Wild dogs closing in on urban areas
PACKS of wild dogs are getting perilously close to urban areas, in one case within 2km of the Lismore CBD, a professional trapper and hunter has revealed.
Ballina-based Mark Loosemore, who runs Australia- wide pest control business Feral Pest, has seen a sharp increase in local demand for his services.
Recently Mr Loosemore trapped two dogs less than 2km from Lismore CBD that had torn apart a herd of alpacas, goats and sheep, killing seven or eight.
He cited the recent case of Jeremy Harland of The Channon, who faced a pack of wild dogs in the middle of the night, as not an isolated case.
In some areas around Tyalgum, parents were questioning the safety of their children, even during daylight.
"They can't let their kids ride their bikes up to their neighbour's place," he said.
Mr Loosemore estimated he destroyed about 30 or 40 a year, as well as Indian miner birds, rabbits and even camels.
He said the Livestock Health and Pest Authority was under-resourced to face the worsening job at hand.

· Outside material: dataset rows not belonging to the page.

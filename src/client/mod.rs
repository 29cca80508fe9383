//! Execution client - the backend seam
//!
//! One multipart POST per invocation to `/bot/{tool_id}`; the trait keeps
//! the workspace testable against a scripted mock.

pub mod http;
pub mod mock;
pub mod request;

use async_trait::async_trait;

use crate::error::Result;

pub use http::{HttpBotClient, HttpClientConfig};
pub use mock::MockBotClient;
pub use request::{Attachment, InvocationRequest};

/// Asynchronous bot invocation seam
///
/// Implementations perform exactly one backend call per `invoke` and never
/// retry; retry is a user-initiated resubmission.
#[async_trait]
pub trait BotClient: Send + Sync {
    /// Submit one invocation and return its textual result
    async fn invoke(&self, request: &InvocationRequest) -> Result<String>;
}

West in New England and in Queensland graziers are facing severe impacts on their herds from diseases spread by dogs combined with regular attacks.
He believes the biggest impact here is on native fauna.
One man he spoke with recalled having an abundance of koalas on his property which have now disappeared, most probably due to dogs, not a loss of habitat.
Mr Loosemore cited irresponsible dog ownership as one cause. Some packs of dogs only form at night from existing pets allowed to roam.
But others are completely feral.
He is licensed to shoot wild animals. He said property owners needed to think more about preventative measures.
"Landowners have to know that if they don't do anything, dogs will come, and they will inflict losses," he said.
"If people are a little bit more proactive and talk to their neighbours, they'll realise there are things you can do."